ミャミャルは感じていた。ここは大切な場所であることを。おそらく、岩融が魔剣の裡。その深奥で、もしもここでミャミャルが不都合を働けば、途端岩融はミャミャルを対処するだろうという、一種の真剣な空気があった。
だが、ミャミャルとしては迷惑であった。自分は平凡に暮らしたい。本来ならば、今日のような突飛な出来事自体も御免被る、平々凡々な人生を送りたいと、そう願って止まなかった。だから、抗う為に、無気力を演じる。
『えー……』
『まだるっこしい娘だねえ!特に害もなにもないからさっさと契約おし!』
そう言うと、いびつな魔法陣は強引にミャミャルと重なる。
逃げようと逃げまいと、そもそも出口もなにもない空間なので、ミャミャルにはどうしようもなかった。
変化は劇的なものであった。
ミャミャルの全身に、たくさんの光る線が走る。それは心臓からはじまって、両腕、うなじ、へそ、両足、あらゆるところに伸びて、明滅する。痛みはない。ただ、むず痒い。全身をくすぐられるような、そんな痒みに身を捩る事数分。光は収まると、さきの線など夢幻だったかのように、そのままの姿のミャミャルが居た。
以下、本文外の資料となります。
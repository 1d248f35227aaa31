//! Sentence segmentation and word tokenization.
//!
//! Sentences are returned as trimmed slices of the input so that anything
//! selected later is verbatim source text. Word tokens are lowercased owned
//! strings produced lazily from a regex scan; calling [`words`] again simply
//! restarts the scan.

use super::stopwords::is_stop_word;
use once_cell::sync::Lazy;
use regex::Regex;
use std::collections::HashSet;

/// Words (letters/digits, with internal apostrophes or hyphens kept together)
/// or single punctuation characters.
static TOKEN_RE: Lazy<Regex> = Lazy::new(|| {
    Regex::new(r"[\p{L}\p{N}]+(?:['’\-][\p{L}\p{N}]+)*|[^\s\p{L}\p{N}]")
        .expect("token regex is valid")
});

/// A blank line, possibly containing horizontal whitespace.
static PARAGRAPH_BREAK: Lazy<Regex> =
    Lazy::new(|| Regex::new(r"\n[^\S\n]*\n").expect("paragraph regex is valid"));

/// Lowercased words that are followed by a period without ending a sentence.
static ABBREVIATIONS: Lazy<HashSet<&'static str>> = Lazy::new(|| {
    [
        "mr", "mrs", "ms", "dr", "prof", "sr", "jr", "st", "mt", "rev", "gen", "gov", "sen",
        "rep", "pres", "lt", "col", "sgt", "capt", "cmdr", "adm", "hon", "vs", "etc", "e.g",
        "i.e", "u.s", "u.k", "u.n", "u.s.a", "inc", "ltd", "co", "corp", "jan", "feb", "mar",
        "apr", "jun", "jul", "aug", "sep", "sept", "oct", "nov", "dec", "fig", "approx",
        "dept", "est", "a.m", "p.m", "ph.d", "d.c",
    ]
    .into_iter()
    .collect()
});

/// Abbreviations only when a number follows ("No. 5", "Vol. 2").
static NUMBER_ABBREVIATIONS: Lazy<HashSet<&'static str>> =
    Lazy::new(|| ["no", "nos", "vol"].into_iter().collect());

/// Contractions and possessives split off the end of a word, as in
/// "biden's" -> "biden" + "'s" and "don't" -> "do" + "n't".
const CLITICS: [&str; 14] = [
    "n't", "n’t", "'s", "’s", "'re", "’re", "'ve", "’ve", "'ll", "’ll", "'d", "’d", "'m", "’m",
];

fn is_terminator(c: char) -> bool {
    matches!(c, '.' | '!' | '?')
}

fn is_closer(c: char) -> bool {
    matches!(c, '"' | '\'' | '”' | '’' | ')' | ']')
}

/// Split `text` into sentences in reading order.
///
/// A blank line always ends a sentence. Within a paragraph a run of `.`, `!`
/// or `?` (plus any closing quotes or brackets) ends a sentence when it is
/// followed by whitespace or end of input, the next word does not start in
/// lowercase, and a period does not close an abbreviation or an initial.
///
/// A single capital letter is read as an initial ("J. Smith") unless it is
/// the pronoun `I`, or the next word is a common sentence opener or is also
/// written in lowercase somewhere in `text`.
pub fn sentences(text: &str) -> Vec<&str> {
    let lowercase_words: HashSet<&str> = text
        .split(|c: char| !c.is_alphanumeric())
        .filter(|w| w.starts_with(char::is_lowercase))
        .collect();

    let mut out = Vec::new();
    let mut start = 0;
    for brk in PARAGRAPH_BREAK.find_iter(text) {
        split_paragraph(&text[start..brk.start()], &lowercase_words, &mut out);
        start = brk.end();
    }
    split_paragraph(&text[start..], &lowercase_words, &mut out);
    out
}

fn split_paragraph<'a>(para: &'a str, lowercase_words: &HashSet<&str>, out: &mut Vec<&'a str>) {
    let mut start = 0;
    let mut chars = para.char_indices().peekable();

    while let Some((pos, c)) = chars.next() {
        if !is_terminator(c) {
            continue;
        }

        let mut end = pos + c.len_utf8();
        while let Some(&(p, next)) = chars.peek() {
            if is_terminator(next) || is_closer(next) {
                end = p + next.len_utf8();
                chars.next();
            } else {
                break;
            }
        }

        let rest = &para[end..];
        if !rest.is_empty() && !rest.starts_with(char::is_whitespace) {
            continue;
        }
        if c == '.' && !period_ends_sentence(&para[start..pos], rest, lowercase_words) {
            continue;
        }
        if rest.trim_start().starts_with(char::is_lowercase) {
            continue;
        }

        push_trimmed(out, &para[start..end]);
        start = end;
    }
    push_trimmed(out, &para[start..]);
}

fn period_ends_sentence(before: &str, after: &str, lowercase_words: &HashSet<&str>) -> bool {
    let word = before
        .rsplit(char::is_whitespace)
        .next()
        .unwrap_or("")
        .trim_start_matches(|c: char| !c.is_alphanumeric());
    if word.is_empty() {
        return true;
    }

    let next = next_word(after);
    let lower = word.to_lowercase();
    if NUMBER_ABBREVIATIONS.contains(lower.as_str()) {
        return !next.starts_with(|c: char| c.is_ascii_digit());
    }
    if is_initial(word) {
        return word == "I" || next.is_empty() || opens_sentence(next, lowercase_words);
    }

    !ABBREVIATIONS.contains(lower.as_str())
}

fn is_initial(word: &str) -> bool {
    let mut chars = word.chars();
    matches!((chars.next(), chars.next()), (Some(first), None) if first.is_uppercase())
}

/// First word of `text`, skipping leading whitespace, quotes and brackets.
fn next_word(text: &str) -> &str {
    let text = text.trim_start_matches(|c: char| !c.is_alphanumeric());
    let end = text
        .find(|c: char| !c.is_alphanumeric())
        .unwrap_or(text.len());
    &text[..end]
}

/// Whether a capitalized `word` after an initial more likely starts a new
/// sentence than continues a name.
fn opens_sentence(word: &str, lowercase_words: &HashSet<&str>) -> bool {
    // single letters are further initials ("J. A. Smith")
    if word.chars().nth(1).is_none() {
        return false;
    }
    let lower = word.to_lowercase();
    is_stop_word(&lower) || lowercase_words.contains(lower.as_str())
}

fn push_trimmed<'a>(out: &mut Vec<&'a str>, s: &'a str) {
    let s = s.trim();
    if !s.is_empty() {
        out.push(s);
    }
}

/// Lazily yield the lowercased word and punctuation tokens of `text`.
///
/// A trailing clitic becomes its own token, so `Biden's` yields `biden` and
/// `'s`. Hyphenated words stay whole.
pub fn words(text: &str) -> impl Iterator<Item = String> + '_ {
    TOKEN_RE.find_iter(text).flat_map(|m| {
        let (word, clitic) = split_clitic(m.as_str().to_lowercase());
        std::iter::once(word).chain(clitic)
    })
}

fn split_clitic(mut token: String) -> (String, Option<String>) {
    let cut = CLITICS
        .iter()
        .find_map(|clitic| token.strip_suffix(clitic))
        .filter(|stem| stem.ends_with(char::is_alphanumeric))
        .map(str::len);
    match cut {
        Some(cut) => {
            let clitic = token.split_off(cut);
            (token, Some(clitic))
        }
        None => (token, None),
    }
}

/// A token made only of letters and digits.
pub fn is_alphanumeric(token: &str) -> bool {
    !token.is_empty() && token.chars().all(char::is_alphanumeric)
}

/// An alphanumeric token that is not a stop word.
pub fn is_informative(token: &str) -> bool {
    is_alphanumeric(token) && !is_stop_word(token)
}

/// Lazily yield only the informative tokens of `text`.
pub fn informative_words(text: &str) -> impl Iterator<Item = String> + '_ {
    words(text).filter(|w| is_informative(w))
}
ミャミャルは自分の両手や全身を見渡して、変化がないことに眉根を寄せる。
『……特に変化ないですみゃ』
『目に見えるような変な経路作る程、鼻くそみたいな魔剣な真似はしないよ』
『これで、ミャミャルも魔剣使い、ですか?』
『ああ、そうじゃ。そして、これで儂の権能も十二分に扱う事が出来るじゃろうて。ま、その前に――』
岩融は、きっと顔があれば意地悪い顔で笑ったんだな、という声でつぶやく。
『ちぃと、あそこのじじいを脅かそうかとおもってな?』
『止めて欲しいみゃ!』
ミャミャルはすぐさま否定の声を挙げるが、岩融は聞いたこっちゃない。
彼女を無視して、いびつな魔法陣はせり上がっていき、空中に融けて消えた。